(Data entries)
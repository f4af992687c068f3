//! # elc-common
//!
//! Shared error definitions, constants, the dependency [`types::Mode`], and
//! the home-registry model used across the entire elc workspace.
//!
//! This crate is the leaf of the dependency graph and depends on no other
//! internal crate.

#![cfg_attr(test, allow(clippy::expect_used, clippy::unwrap_used))]

pub mod config;
pub mod constants;
pub mod error;
pub mod types;
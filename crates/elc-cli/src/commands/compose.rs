//! `elc compose` — Pass arguments through to `docker compose`.

use clap::Args;
use elc_runtime::actions;
use elc_runtime::context::Context;

/// Arguments for the `compose` command.
#[derive(Args, Debug)]
pub struct ComposeArgs {
    /// Run for every service of the workspace.
    #[arg(long)]
    pub all: bool,

    /// Arguments forwarded to `docker compose -f <file>`.
    #[arg(trailing_var_arg = true, allow_hyphen_values = true, required = true)]
    pub args: Vec<String>,
}

/// Executes the `compose` command.
///
/// # Errors
///
/// Returns an error if resolution fails or `docker compose` exits non-zero.
pub fn execute(ctx: &Context<'_>, args: &ComposeArgs) -> anyhow::Result<()> {
    actions::compose_command(ctx, &args.args, args.all)?;
    Ok(())
}
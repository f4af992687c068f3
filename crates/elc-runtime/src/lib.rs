//! Action orchestration for elc.
//!
//! Loads the active workspace through a [`system::System`] collaborator,
//! resolves the requested services, and sequences `docker compose`
//! invocations. Every external side effect goes through the collaborator so
//! that it can be replaced in tests.

#![cfg_attr(test, allow(clippy::expect_used, clippy::unwrap_used))]

pub mod actions;
pub mod compose;
pub mod context;
pub mod registry;
pub mod system;
//! Variable interpolation.
//!
//! Expressions are parsed into [`Segment`]s and evaluated against the set of
//! variables resolved so far. Substitution is single-pass: text produced by a
//! substitution is never scanned again.

pub mod parser;

use elc_common::error::{ElcError, Result};

pub use self::parser::{Segment, parse_expression};
use crate::vars::VarMap;

/// Evaluates parsed segments against `scope`, appending to `out`.
fn evaluate(segments: &[Segment], scope: &VarMap, out: &mut String) -> Result<()> {
    for segment in segments {
        match segment {
            Segment::Literal(text) => out.push_str(text),
            Segment::Reference { name, default: None } => {
                let value = scope
                    .get(name)
                    .ok_or_else(|| ElcError::UndefinedVariable { name: name.clone() })?;
                out.push_str(value);
            }
            Segment::Reference {
                name,
                default: Some(fallback),
            } => match scope.get(name) {
                Some(value) if !value.is_empty() => out.push_str(value),
                _ => evaluate(fallback, scope, out)?,
            },
        }
    }
    Ok(())
}

/// Interpolates a single raw expression against already-resolved variables.
///
/// # Errors
///
/// Returns [`ElcError::InvalidExpression`] if the expression is malformed and
/// [`ElcError::UndefinedVariable`] if a reference without a default names a
/// variable absent from `scope`.
pub fn interpolate(expression: &str, scope: &VarMap) -> Result<String> {
    let segments = parse_expression(expression)?;
    let mut out = String::with_capacity(expression.len());
    evaluate(&segments, scope, &mut out)?;
    Ok(out)
}

/// Resolves `raw` declarations in order, inserting each result into `scope`.
///
/// Each entry sees the ambient variables, everything resolved by enclosing
/// scopes, and the entries declared before it. An entry is evaluated before
/// it is bound, so `X: ${X:-fallback}` reads the enclosing value of `X`.
///
/// # Errors
///
/// Propagates the first interpolation error.
pub fn resolve_into(raw: &VarMap, scope: &mut VarMap) -> Result<()> {
    for (name, expression) in raw.iter() {
        let value = interpolate(expression, scope).inspect_err(|e| {
            tracing::debug!(variable = name, error = %e, "failed to resolve variable");
        })?;
        scope.insert(name, value);
    }
    Ok(())
}
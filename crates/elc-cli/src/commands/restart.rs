//! `elc restart` — Tear services down and start them again.

use clap::Args;
use elc_runtime::actions;
use elc_runtime::context::Context;

/// Arguments for the `restart` command.
#[derive(Args, Debug)]
pub struct RestartArgs {
    /// Services or aliases to restart. Defaults to the current directory's service.
    pub services: Vec<String>,

    /// Destroy containers instead of stopping them.
    #[arg(long)]
    pub hard: bool,
}

/// Executes the `restart` command.
///
/// # Errors
///
/// Returns an error if resolution fails or a compose command exits non-zero.
pub fn execute(ctx: &Context<'_>, args: &RestartArgs) -> anyhow::Result<()> {
    actions::restart_services(ctx, &args.services, args.hard)?;
    Ok(())
}
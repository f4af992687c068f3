//! Order-preserving variable collections.
//!
//! Every variable mapping in elc — raw declarations as well as resolved
//! values — is a [`VarMap`]: resolution is declaration-order sensitive, so an
//! unordered map would make the output nondeterministic.

use std::fmt;
use std::marker::PhantomData;

use serde::de::{self, Deserialize, Deserializer, MapAccess, Visitor};

/// An ordered sequence of `name = value` pairs with unique names.
#[derive(Debug, Clone, Default, PartialEq, Eq)]
pub struct VarMap {
    entries: Vec<(String, String)>,
}

impl VarMap {
    /// Creates an empty map.
    #[must_use]
    pub const fn new() -> Self {
        Self {
            entries: Vec::new(),
        }
    }

    /// Returns the value bound to `name`.
    #[must_use]
    pub fn get(&self, name: &str) -> Option<&str> {
        self.entries
            .iter()
            .find(|(k, _)| k == name)
            .map(|(_, v)| v.as_str())
    }

    /// Returns `true` if `name` is bound.
    #[must_use]
    pub fn contains(&self, name: &str) -> bool {
        self.entries.iter().any(|(k, _)| k == name)
    }

    /// Binds `name` to `value` at the end of the sequence.
    ///
    /// A previous binding of `name` is dropped, so the entry moves to the
    /// position of its latest definition.
    pub fn insert(&mut self, name: impl Into<String>, value: impl Into<String>) {
        let name = name.into();
        self.entries.retain(|(k, _)| *k != name);
        self.entries.push((name, value.into()));
    }

    /// Replaces the value of an existing binding without moving it.
    ///
    /// Returns `false` if `name` is not bound.
    pub fn replace(&mut self, name: &str, value: impl Into<String>) -> bool {
        match self.entries.iter_mut().find(|(k, _)| k == name) {
            Some((_, v)) => {
                *v = value.into();
                true
            }
            None => false,
        }
    }

    /// Iterates over `(name, value)` pairs in order.
    pub fn iter(&self) -> impl Iterator<Item = (&str, &str)> {
        self.entries.iter().map(|(k, v)| (k.as_str(), v.as_str()))
    }

    /// Iterates over names in order.
    pub fn names(&self) -> impl Iterator<Item = &str> {
        self.entries.iter().map(|(k, _)| k.as_str())
    }

    /// Number of bindings.
    #[must_use]
    pub fn len(&self) -> usize {
        self.entries.len()
    }

    /// Returns `true` if there are no bindings.
    #[must_use]
    pub fn is_empty(&self) -> bool {
        self.entries.is_empty()
    }

    /// Renders each binding as a `NAME=value` line.
    pub fn to_lines(&self) -> impl Iterator<Item = String> + '_ {
        self.entries.iter().map(|(k, v)| format!("{k}={v}"))
    }
}

impl<K: Into<String>, V: Into<String>> FromIterator<(K, V)> for VarMap {
    fn from_iter<I: IntoIterator<Item = (K, V)>>(iter: I) -> Self {
        let mut map = Self::new();
        map.extend(iter);
        map
    }
}

impl<K: Into<String>, V: Into<String>> Extend<(K, V)> for VarMap {
    fn extend<I: IntoIterator<Item = (K, V)>>(&mut self, iter: I) {
        for (k, v) in iter {
            self.insert(k, v);
        }
    }
}

/// Collects a YAML mapping into `(key, value)` pairs in document order.
///
/// A null node yields no entries.
pub(crate) struct OrderedEntries<V>(PhantomData<V>);

impl<V> OrderedEntries<V> {
    pub(crate) const fn new() -> Self {
        Self(PhantomData)
    }
}

impl<'de, V: Deserialize<'de>> Visitor<'de> for OrderedEntries<V> {
    type Value = Vec<(String, V)>;

    fn expecting(&self, f: &mut fmt::Formatter<'_>) -> fmt::Result {
        f.write_str("a mapping")
    }

    fn visit_unit<E: de::Error>(self) -> Result<Self::Value, E> {
        Ok(Vec::new())
    }

    fn visit_none<E: de::Error>(self) -> Result<Self::Value, E> {
        Ok(Vec::new())
    }

    fn visit_map<A: MapAccess<'de>>(self, mut map: A) -> Result<Self::Value, A::Error> {
        let mut entries = Vec::with_capacity(map.size_hint().unwrap_or(0));
        while let Some((key, value)) = map.next_entry::<String, V>()? {
            entries.push((key, value));
        }
        Ok(entries)
    }
}

impl<'de> Deserialize<'de> for VarMap {
    fn deserialize<D: Deserializer<'de>>(deserializer: D) -> Result<Self, D::Error> {
        let raw = deserializer.deserialize_any(OrderedEntries::<serde_yaml::Value>::new())?;
        let mut vars = Self::new();
        for (name, value) in raw {
            let value = scalar_to_string(&name, value).map_err(de::Error::custom)?;
            vars.insert(name, value);
        }
        Ok(vars)
    }
}

fn scalar_to_string(name: &str, value: serde_yaml::Value) -> Result<String, String> {
    use serde_yaml::Value;
    match value {
        Value::Null => Ok(String::new()),
        Value::Bool(b) => Ok(b.to_string()),
        Value::Number(n) => Ok(n.to_string()),
        Value::String(s) => Ok(s),
        Value::Sequence(_) | Value::Mapping(_) | Value::Tagged(_) => {
            Err(format!("variable {name} must be a scalar value"))
        }
    }
}

#[cfg(test)]
mod tests {
    use super::*;

    #[test]
    fn insert_keeps_declaration_order() {
        let vars: VarMap = [("B", "1"), ("A", "2"), ("C", "3")].into_iter().collect();
        assert_eq!(vars.names().collect::<Vec<_>>(), ["B", "A", "C"]);
    }

    #[test]
    fn redefinition_moves_entry_to_the_end() {
        let mut vars: VarMap = [("A", "1"), ("B", "2")].into_iter().collect();
        vars.insert("A", "3");
        assert_eq!(vars.to_lines().collect::<Vec<_>>(), ["B=2", "A=3"]);
    }

    #[test]
    fn replace_keeps_position() {
        let mut vars: VarMap = [("A", "1"), ("B", "2")].into_iter().collect();
        assert!(vars.replace("A", "x"));
        assert!(!vars.replace("Z", "x"));
        assert_eq!(vars.to_lines().collect::<Vec<_>>(), ["A=x", "B=2"]);
    }

    #[test]
    fn deserializes_yaml_mapping_in_document_order() {
        let vars: VarMap =
            serde_yaml::from_str("Z: last\nUSER_ID: 1000\nFLAG: true\nEMPTY:\n").expect("parse");
        assert_eq!(
            vars.to_lines().collect::<Vec<_>>(),
            ["Z=last", "USER_ID=1000", "FLAG=true", "EMPTY="]
        );
    }

    #[test]
    fn rejects_nested_values() {
        let err = serde_yaml::from_str::<VarMap>("A: [1, 2]").unwrap_err();
        assert!(err.to_string().contains("must be a scalar"));
    }
}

DESCRIPTION OF THE TASK: Using the entries above, repeat only the lines from the one containing "pub struct RestartArgs" through the one containing "pub fn execute(ctx: &Context<'_>, args: &RestartArgs)", end lines included.

EXERCISE ANSWER:
pub struct RestartArgs {
    /// Services or aliases to restart. Defaults to the current directory's service.
    pub services: Vec<String>,

    /// Destroy containers instead of stopping them.
    #[arg(long)]
    pub hard: bool,
}

/// Executes the `restart` command.
///
/// # Errors
///
/// Returns an error if resolution fails or a compose command exits non-zero.
pub fn execute(ctx: &Context<'_>, args: &RestartArgs) -> anyhow::Result<()> {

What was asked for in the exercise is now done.